= What the exercise asks =
For every line in the records that has the word "MalformedFormSubmission", make a copy.

= Data shown =

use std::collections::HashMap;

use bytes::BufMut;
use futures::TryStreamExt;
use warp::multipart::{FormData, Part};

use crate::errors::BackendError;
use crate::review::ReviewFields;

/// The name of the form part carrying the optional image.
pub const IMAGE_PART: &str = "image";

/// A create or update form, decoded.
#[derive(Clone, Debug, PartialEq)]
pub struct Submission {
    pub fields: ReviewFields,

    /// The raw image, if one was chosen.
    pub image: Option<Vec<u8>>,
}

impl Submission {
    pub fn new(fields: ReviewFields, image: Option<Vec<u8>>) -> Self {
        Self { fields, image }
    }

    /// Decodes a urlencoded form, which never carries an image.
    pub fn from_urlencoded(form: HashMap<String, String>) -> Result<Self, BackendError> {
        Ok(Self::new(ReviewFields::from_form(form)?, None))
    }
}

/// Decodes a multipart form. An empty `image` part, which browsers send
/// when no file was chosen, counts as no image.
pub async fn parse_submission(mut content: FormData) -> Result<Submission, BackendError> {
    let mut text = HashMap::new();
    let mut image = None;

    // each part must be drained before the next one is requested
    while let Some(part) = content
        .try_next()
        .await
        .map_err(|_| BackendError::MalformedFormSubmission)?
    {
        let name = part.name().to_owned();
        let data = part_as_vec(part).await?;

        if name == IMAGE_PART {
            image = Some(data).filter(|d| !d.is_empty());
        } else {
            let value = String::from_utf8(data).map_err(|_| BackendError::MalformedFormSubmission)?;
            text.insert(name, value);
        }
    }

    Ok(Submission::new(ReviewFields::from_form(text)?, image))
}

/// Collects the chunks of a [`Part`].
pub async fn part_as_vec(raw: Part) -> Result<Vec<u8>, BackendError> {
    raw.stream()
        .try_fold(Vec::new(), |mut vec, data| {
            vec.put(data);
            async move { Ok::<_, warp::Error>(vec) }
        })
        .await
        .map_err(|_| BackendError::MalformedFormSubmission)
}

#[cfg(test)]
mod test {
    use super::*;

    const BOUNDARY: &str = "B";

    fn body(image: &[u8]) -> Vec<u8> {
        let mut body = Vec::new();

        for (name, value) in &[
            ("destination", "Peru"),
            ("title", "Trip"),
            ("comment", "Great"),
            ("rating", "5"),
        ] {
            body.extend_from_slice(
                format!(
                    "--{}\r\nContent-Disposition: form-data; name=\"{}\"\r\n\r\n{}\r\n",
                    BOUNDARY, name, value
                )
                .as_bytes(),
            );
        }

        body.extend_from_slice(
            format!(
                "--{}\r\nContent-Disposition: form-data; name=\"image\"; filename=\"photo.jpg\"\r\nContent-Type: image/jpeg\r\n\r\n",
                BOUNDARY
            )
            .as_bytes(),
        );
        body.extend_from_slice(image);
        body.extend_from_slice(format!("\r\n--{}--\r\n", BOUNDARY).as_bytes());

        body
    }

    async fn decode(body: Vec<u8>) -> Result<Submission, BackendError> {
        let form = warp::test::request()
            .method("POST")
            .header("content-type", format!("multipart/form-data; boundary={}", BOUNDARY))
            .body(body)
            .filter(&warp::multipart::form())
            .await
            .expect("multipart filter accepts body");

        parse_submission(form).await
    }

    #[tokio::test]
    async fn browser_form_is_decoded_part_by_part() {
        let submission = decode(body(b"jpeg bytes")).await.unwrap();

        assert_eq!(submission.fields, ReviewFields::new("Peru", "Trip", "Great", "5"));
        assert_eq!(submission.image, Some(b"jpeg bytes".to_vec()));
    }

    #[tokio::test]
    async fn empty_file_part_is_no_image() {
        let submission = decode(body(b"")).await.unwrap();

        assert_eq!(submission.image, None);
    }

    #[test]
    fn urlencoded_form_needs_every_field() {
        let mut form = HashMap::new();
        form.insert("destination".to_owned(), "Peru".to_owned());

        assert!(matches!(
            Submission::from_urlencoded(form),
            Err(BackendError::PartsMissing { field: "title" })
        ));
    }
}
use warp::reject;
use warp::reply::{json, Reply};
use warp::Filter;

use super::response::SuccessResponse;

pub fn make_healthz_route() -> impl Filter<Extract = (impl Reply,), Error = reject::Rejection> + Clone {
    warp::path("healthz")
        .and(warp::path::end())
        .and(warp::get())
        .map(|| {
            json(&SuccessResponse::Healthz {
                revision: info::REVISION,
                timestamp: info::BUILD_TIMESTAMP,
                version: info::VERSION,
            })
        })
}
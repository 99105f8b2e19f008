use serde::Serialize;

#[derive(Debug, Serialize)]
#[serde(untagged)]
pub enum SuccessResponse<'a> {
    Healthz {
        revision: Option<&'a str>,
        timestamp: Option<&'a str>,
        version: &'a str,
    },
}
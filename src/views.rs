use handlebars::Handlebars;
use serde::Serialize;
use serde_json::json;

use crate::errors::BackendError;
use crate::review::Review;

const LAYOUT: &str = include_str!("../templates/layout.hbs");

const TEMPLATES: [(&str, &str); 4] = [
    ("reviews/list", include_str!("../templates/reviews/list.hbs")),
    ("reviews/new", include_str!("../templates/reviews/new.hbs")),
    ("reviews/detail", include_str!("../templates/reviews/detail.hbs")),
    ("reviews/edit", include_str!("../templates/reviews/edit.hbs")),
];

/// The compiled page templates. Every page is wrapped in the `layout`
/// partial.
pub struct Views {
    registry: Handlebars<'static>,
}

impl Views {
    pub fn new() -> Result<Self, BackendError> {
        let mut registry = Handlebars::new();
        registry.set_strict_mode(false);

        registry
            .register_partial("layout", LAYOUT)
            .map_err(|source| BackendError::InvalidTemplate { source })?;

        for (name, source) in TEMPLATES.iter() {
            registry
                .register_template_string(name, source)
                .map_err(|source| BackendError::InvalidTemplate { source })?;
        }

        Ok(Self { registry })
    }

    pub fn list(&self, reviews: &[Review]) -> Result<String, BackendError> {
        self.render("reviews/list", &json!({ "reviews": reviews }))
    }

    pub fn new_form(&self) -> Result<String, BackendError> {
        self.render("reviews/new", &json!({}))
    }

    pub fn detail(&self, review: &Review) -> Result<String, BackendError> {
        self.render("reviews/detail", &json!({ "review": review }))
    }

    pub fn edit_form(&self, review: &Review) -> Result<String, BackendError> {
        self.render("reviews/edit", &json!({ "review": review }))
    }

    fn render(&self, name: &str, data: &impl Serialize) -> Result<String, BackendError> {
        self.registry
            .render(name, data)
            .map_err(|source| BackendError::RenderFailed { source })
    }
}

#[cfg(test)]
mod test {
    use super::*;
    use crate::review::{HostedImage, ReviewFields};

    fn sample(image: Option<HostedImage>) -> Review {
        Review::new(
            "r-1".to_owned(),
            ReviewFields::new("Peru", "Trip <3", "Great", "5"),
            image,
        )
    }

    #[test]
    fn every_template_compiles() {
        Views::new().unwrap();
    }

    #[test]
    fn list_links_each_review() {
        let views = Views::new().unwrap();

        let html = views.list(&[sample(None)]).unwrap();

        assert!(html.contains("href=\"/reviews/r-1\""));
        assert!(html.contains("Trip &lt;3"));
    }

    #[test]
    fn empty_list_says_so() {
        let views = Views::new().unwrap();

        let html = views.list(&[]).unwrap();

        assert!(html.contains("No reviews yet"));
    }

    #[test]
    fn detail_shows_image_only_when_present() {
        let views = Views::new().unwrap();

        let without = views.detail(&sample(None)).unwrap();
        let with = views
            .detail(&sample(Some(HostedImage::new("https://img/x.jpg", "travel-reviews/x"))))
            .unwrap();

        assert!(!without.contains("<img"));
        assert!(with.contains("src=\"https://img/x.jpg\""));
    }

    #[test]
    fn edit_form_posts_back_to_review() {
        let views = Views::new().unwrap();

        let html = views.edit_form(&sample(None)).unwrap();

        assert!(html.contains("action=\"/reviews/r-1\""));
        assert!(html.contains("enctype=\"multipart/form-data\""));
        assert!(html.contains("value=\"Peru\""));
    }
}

---

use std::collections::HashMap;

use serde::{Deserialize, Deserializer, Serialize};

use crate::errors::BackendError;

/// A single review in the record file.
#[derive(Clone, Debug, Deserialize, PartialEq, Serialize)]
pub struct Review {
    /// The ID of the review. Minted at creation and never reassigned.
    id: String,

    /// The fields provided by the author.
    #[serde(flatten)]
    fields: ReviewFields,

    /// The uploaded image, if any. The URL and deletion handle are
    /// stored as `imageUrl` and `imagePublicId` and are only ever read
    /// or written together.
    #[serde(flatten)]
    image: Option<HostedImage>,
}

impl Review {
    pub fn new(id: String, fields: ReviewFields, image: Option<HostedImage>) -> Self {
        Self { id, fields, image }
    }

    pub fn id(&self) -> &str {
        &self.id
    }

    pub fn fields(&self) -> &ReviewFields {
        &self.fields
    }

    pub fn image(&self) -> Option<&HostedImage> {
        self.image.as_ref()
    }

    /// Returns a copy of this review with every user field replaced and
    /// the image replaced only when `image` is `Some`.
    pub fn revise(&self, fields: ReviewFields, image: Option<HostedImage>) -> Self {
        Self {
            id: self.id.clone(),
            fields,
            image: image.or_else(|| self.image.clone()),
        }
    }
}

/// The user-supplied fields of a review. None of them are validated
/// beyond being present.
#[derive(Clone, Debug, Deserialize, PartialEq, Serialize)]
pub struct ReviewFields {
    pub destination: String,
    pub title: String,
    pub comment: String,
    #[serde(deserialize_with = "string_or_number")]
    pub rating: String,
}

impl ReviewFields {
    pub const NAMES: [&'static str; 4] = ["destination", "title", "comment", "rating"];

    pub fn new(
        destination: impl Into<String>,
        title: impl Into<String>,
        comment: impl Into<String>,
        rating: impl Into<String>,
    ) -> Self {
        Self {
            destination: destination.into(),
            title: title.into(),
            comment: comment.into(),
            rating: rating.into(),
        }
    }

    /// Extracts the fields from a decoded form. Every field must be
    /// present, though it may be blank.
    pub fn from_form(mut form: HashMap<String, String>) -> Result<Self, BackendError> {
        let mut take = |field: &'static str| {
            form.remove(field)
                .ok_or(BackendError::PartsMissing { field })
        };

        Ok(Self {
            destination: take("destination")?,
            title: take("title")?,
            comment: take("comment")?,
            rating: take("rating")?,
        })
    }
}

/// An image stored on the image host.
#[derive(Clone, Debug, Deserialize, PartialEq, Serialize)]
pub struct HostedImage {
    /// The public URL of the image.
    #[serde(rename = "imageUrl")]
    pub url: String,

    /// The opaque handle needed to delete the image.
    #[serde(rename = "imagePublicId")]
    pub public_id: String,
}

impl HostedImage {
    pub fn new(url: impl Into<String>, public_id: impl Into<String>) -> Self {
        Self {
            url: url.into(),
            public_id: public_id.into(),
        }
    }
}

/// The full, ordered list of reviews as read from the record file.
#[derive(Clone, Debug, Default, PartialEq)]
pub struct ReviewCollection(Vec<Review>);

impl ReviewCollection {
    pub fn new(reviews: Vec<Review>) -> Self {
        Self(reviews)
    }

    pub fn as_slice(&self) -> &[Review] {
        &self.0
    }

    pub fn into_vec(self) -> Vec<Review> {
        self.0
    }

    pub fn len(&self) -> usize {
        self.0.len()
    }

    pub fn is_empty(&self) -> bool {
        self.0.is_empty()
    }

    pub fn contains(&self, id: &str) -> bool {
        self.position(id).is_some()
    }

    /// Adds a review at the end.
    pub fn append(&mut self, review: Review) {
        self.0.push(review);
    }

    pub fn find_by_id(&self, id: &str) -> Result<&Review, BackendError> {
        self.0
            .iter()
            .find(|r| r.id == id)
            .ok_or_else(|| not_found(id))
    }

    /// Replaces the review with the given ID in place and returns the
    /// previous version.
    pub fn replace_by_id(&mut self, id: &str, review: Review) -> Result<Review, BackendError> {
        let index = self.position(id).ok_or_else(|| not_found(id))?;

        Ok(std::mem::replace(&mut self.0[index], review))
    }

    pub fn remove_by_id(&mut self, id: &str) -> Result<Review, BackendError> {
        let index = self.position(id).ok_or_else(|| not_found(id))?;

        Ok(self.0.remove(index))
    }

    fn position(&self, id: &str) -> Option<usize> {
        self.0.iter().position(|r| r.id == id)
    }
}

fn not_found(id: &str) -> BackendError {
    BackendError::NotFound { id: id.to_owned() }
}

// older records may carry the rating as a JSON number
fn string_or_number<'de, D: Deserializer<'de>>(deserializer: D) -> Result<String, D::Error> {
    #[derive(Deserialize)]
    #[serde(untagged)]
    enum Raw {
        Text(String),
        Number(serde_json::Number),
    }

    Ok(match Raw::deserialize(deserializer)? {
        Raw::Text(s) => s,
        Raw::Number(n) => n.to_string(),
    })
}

* * *

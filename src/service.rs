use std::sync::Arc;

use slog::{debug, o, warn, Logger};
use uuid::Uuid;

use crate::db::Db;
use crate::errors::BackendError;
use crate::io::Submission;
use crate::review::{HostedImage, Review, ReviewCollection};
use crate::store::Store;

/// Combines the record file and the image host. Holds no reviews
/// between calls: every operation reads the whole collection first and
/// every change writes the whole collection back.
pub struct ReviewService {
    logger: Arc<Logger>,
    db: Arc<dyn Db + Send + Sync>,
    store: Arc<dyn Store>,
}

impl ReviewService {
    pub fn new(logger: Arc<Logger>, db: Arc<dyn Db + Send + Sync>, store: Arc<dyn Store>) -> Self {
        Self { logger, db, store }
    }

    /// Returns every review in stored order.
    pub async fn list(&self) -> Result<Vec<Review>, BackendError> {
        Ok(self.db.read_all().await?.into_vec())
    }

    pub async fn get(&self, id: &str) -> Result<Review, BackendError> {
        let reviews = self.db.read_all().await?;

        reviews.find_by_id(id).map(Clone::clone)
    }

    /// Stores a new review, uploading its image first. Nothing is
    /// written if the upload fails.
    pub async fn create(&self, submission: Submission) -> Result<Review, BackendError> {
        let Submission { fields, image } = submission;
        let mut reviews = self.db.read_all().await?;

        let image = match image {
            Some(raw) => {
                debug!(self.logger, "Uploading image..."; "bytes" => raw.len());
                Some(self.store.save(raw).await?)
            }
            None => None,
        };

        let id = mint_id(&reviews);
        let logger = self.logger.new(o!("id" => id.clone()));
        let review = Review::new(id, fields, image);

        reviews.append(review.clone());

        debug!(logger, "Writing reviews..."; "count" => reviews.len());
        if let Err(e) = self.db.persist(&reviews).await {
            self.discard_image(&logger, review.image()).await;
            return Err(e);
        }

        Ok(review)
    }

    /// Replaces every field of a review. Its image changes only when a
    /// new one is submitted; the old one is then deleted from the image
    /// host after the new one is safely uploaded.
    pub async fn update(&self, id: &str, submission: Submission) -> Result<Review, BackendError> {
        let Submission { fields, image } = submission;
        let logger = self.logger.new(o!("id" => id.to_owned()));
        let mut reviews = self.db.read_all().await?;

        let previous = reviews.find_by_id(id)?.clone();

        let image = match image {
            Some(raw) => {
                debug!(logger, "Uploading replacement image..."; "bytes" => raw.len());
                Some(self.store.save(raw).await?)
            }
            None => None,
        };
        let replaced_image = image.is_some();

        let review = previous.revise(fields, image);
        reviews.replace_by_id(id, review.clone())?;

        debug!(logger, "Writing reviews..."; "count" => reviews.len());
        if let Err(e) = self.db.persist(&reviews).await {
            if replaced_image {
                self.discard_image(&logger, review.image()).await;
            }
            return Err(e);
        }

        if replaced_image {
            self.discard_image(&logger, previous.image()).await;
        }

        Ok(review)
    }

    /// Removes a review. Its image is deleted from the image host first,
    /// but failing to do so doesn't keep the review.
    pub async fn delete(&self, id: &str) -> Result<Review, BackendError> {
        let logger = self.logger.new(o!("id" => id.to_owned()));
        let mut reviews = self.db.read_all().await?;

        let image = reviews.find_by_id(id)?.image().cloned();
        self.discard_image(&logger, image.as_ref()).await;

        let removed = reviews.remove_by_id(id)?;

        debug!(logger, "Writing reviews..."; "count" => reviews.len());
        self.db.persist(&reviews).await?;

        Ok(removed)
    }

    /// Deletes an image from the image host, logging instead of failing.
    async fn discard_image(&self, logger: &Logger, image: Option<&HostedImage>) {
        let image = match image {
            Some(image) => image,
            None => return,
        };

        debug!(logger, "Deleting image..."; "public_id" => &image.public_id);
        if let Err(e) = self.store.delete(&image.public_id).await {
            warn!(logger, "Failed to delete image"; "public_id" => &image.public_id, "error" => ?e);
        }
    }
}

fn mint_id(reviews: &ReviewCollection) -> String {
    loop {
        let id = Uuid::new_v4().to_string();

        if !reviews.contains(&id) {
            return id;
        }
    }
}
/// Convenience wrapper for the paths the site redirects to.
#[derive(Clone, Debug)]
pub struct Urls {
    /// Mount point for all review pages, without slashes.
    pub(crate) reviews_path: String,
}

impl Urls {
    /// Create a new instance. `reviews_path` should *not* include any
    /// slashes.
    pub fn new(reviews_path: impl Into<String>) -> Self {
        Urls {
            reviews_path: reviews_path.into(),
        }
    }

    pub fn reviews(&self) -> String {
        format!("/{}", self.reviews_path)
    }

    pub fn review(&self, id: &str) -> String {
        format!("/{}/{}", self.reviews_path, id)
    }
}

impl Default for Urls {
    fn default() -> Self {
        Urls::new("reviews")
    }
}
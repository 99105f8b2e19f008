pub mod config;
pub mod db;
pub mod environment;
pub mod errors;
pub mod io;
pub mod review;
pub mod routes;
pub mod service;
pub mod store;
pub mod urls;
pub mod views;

= Result of this exercise =
        .map_err(|_| BackendError::MalformedFormSubmission)?
            let value = String::from_utf8(data).map_err(|_| BackendError::MalformedFormSubmission)?;
        .map_err(|_| BackendError::MalformedFormSubmission)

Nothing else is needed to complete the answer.